The new transmission channels aside, these ghost stories bear another significant similarity: they are ostensibly modelled upon a classical literary genre with a history of over a thousand years in China, i.e. zhiguai, the records of the strange9. With a deliberate mingling of zhiguai conventions and issues of contemporary concern, these stories create a double-structure, directing the reader’s attention to the surface fantastical, humorous, and sometimes bizarre plot while simultaneously veiling and disclosing the factual, satirical and subversive core. According to Lev Lossef, a contrast or conflict between the different artistic elements of a literary text as well as between the text and its cultural-political environment is key to Aesopian language as a metastyle, as it is this discrepancy that draws the reader’s attention to a subtext which may be the target of censorship (23). In the case of my analysis, it is the contrast between the old zhiguai form and the sensitive contemporary issue that serves both as the “screen” − “literary devices bent on concealing the Aesopian text” (Lossef 52) − and the “marker” − “literary devices that draw attention to that same text” (Lossef 52) − which make up the double-structure of the Aesopian text. Indeed, to satire, to ridicule, and to subvert is also one of the original functions of the genre zhiguai as I will explain below, so the combination of familiarity and unexpectedness in these allegorical stories not only makes them more entertaining but is also key to the covert interaction between the author and the intended reader, both acting with a keen awareness of the censor’s possible persecution. Viewed from a political perspective, these new appropriations of an old form constitute a type of subordinate discourse situated strategically between what James C. Scott designates as the public transcript that reflects the ideology of the powerful and the hidden transcript of the subordinates which contains sentiments of rebellion and dissent (19). According to Scott, this intermediate, third realm of expression is significant as a form of resistance because it is placed sufficiently in the public view, yet is so coded that it carries with it the dissident message from the hidden transcript.

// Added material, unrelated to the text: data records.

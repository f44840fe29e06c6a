//! Cableado completo: core + adaptadores.

use std::sync::{Arc, Mutex};

use serde_json::{json, Value};
use tramite_core::{body_fn, callback_fn, check_fn, value_to_map, ActionResult, BodyOutcome,
                   CheckOutcome, Command, Component, Context, Params, RenderOptions};
use tramite_adapters::{CollectingReporter, InMemoryUnitOfWork, KeyContract, TableResolver};

fn signup_contract() -> Arc<KeyContract> {
    Arc::new(KeyContract::new().require("email").lookup("account", |params| {
                                   params.get("email").map(|e| json!({"email": e, "active": true}))
                               }))
}

#[test]
fn fully_wired_command_commits_and_runs_callbacks() {
    let uow = Arc::new(InMemoryUnitOfWork::new());
    let errors = Arc::new(CollectingReporter::new());
    let saved = Arc::new(Mutex::new(Vec::<Value>::new()));

    let store = Arc::clone(&saved);
    let cmd = Command::builder(body_fn(move |_, ctx| {
                  let account = ctx.get("account").cloned().unwrap_or(Value::Null);
                  store.lock().unwrap().push(account.clone());
                  BodyOutcome::Success(json!({"saved": account}))
              }))
        .contract(signup_contract())
        .policy(check_fn("account_active", &["account"], |ctx| {
            match ctx.get("account").and_then(|a| a.get("active")).and_then(Value::as_bool) {
                Some(true) => CheckOutcome::Pass,
                _ => CheckOutcome::Deny,
            }
        }))
        .transaction(uow.clone())
        .after_commit(uow.clone())
        .error_reporter(errors.clone())
        .on_success(callback_fn("welcome_mail", |_| Ok(())))
        .build()
        .unwrap();

    let params = value_to_map(&json!({"email": "ada@example.com"})).unwrap();
    let res = cmd.call(&params, &Context::new()).unwrap();

    assert!(res.success());
    assert_eq!(res.component(), Component::Operation);
    assert_eq!(saved.lock().unwrap().len(), 1);
    assert_eq!(uow.commits(), 1);
    assert_eq!(uow.rollbacks(), 0);
    // sin transacción abierta al despachar, el callback corre en el acto
    assert_eq!(res.on_success().len(), 1);
    assert!(res.on_success()[0].success());
    assert!(errors.is_empty());
}

#[test]
fn missing_key_failure_renders_through_the_locale_table() {
    let cmd = Command::builder(body_fn(|_, _| BodyOutcome::Success(json!({}))))
        .contract(signup_contract())
        .no_policies()
        .resolver(Arc::new(TableResolver::new().entry("es", "missing", "es obligatorio")))
        .build()
        .unwrap();

    let res = cmd.call(&Params::new(), &Context::new()).unwrap();

    assert_eq!(res.component(), Component::Contract);
    let rendered = res.errors(&RenderOptions::locale("es"));
    assert_eq!(rendered[&Some("email".to_string())], vec!["es obligatorio".to_string()]);
    // el mismo resultado, con otras opciones, rinde distinto
    let plain = res.errors(&RenderOptions::default());
    assert_eq!(plain[&Some("email".to_string())], vec!["is missing".to_string()]);
}

#[test]
fn body_failure_rolls_back_and_routes_to_on_failure() {
    let uow = Arc::new(InMemoryUnitOfWork::new());
    let cmd = Command::builder(body_fn(|_, _| BodyOutcome::Failure(json!("charge_declined"))))
        .no_policies()
        .transaction(uow.clone())
        .after_commit(uow.clone())
        .on_failure(callback_fn("void_charge", |_| Ok(())))
        .build()
        .unwrap();

    let res = cmd.call(&Params::new(), &Context::new()).unwrap();

    assert!(res.failure());
    assert_eq!(uow.rollbacks(), 1);
    assert_eq!(uow.commits(), 0);
    assert_eq!(res.on_failure().len(), 1);
}

// Pipeline anidado sobre la misma unidad de trabajo: los callbacks del
// comando interno esperan al commit del bloque externo.
#[test]
fn inner_command_callbacks_defer_to_the_outermost_commit() {
    let uow = Arc::new(InMemoryUnitOfWork::new());
    let order = Arc::new(Mutex::new(Vec::<&'static str>::new()));
    let inner_result = Arc::new(Mutex::new(None::<ActionResult>));

    let log = Arc::clone(&order);
    let inner = Command::builder(body_fn(move |_, _| {
                    log.lock().unwrap().push("inner_body");
                    BodyOutcome::Success(json!({}))
                }))
        .no_policies()
        .transaction(uow.clone())
        .after_commit(uow.clone())
        .on_success({
            let log = Arc::clone(&order);
            callback_fn("inner_notify", move |_| {
                log.lock().unwrap().push("inner_callback");
                Ok(())
            })
        })
        .build()
        .unwrap();

    let inner = Arc::new(inner);
    let log = Arc::clone(&order);
    let inner_slot = Arc::clone(&inner_result);
    let outer = Command::builder(body_fn(move |_, _| {
                    log.lock().unwrap().push("outer_body_start");
                    match inner.call(&Params::new(), &Context::new()) {
                        Ok(res) => {
                            *inner_slot.lock().unwrap() = Some(res);
                        }
                        Err(_) => return BodyOutcome::Failure(json!("inner_failed")),
                    }
                    log.lock().unwrap().push("outer_body_end");
                    BodyOutcome::Success(json!({}))
                }))
        .no_policies()
        .transaction(uow.clone())
        .after_commit(uow.clone())
        .on_success({
            let log = Arc::clone(&order);
            callback_fn("outer_notify", move |_| {
                log.lock().unwrap().push("outer_callback");
                Ok(())
            })
        })
        .build()
        .unwrap();

    let res = outer.call(&Params::new(), &Context::new()).unwrap();

    assert!(res.success());
    assert_eq!(*order.lock().unwrap(),
               vec!["outer_body_start", "inner_body", "outer_body_end", "inner_callback",
                    "outer_callback"]);
    // el resultado interno se devolvió antes de que su hook corriera, así que
    // no llegó a registrar el callback
    let inner_res = inner_result.lock().unwrap().clone().unwrap();
    assert!(inner_res.on_success().is_empty());
    assert_eq!(uow.commits(), 2);
    assert_eq!(uow.pending_hooks(), 0);
}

Zhiguai as a literary genre is almost as old as Chinese fiction10. Originating in the chaotic Six Dynasties period (220-589 A.D.), they were first penned by the group of literati (often court or private historians) who felt the order of their world was collapsing and new orders needed to be created or discerned from the behaviour patterns of gods and ghosts. Hence the genre is predominately dedicated to recording the strange – stories of gods, ghosts, demons, karmic retribution, and transmigration, – and many of them are allegorical in nature: admonishing people by examples of the supernatural (Liu 297). As the first authors were themselves historians, they borrowed heavily from the style of historiography in creating this new fictional genre and gradually moved it away from its neighbour in the historiographic section, zhiren (i.e. “records of people” or biographies). The fact that these zhiguai collections were not removed from the “history” category of the traditional Chinese bibliographical system until the Tang Dynasty (816-903 A.D., Lu 3) testifies to the affinity between the two genres, and this affinity has a long-lasting impact on the discursive function of zhiguai. As a “corrupted” form of history and a genre of forbidden subjects under Confucian orthodoxy11, zhiguai maintains a paradoxical centripetal and centrifugal force vis-a-vis the orthodox discourse in the power center: on the one hand, it endeavours to be recognized by the orthodox as a useful minor discourse, a supplementary history by historians of the strange, while on the other hand, it is wild and riotous, an unofficial history likely to contradict and disrupt the hegemony of the official history. This paradoxical nature of zhiguai is poignantly felt in the Qing-dynasty zhiguai masterpieces – Records of the Strange from the Liao Studio (Liaozhai zhiyi, prefaced 1715)12 and What the Master Did Not Talk About (Zibuyu ca. 1788)13 – which are also the direct influence of the contemporary ghost stories examined in this article.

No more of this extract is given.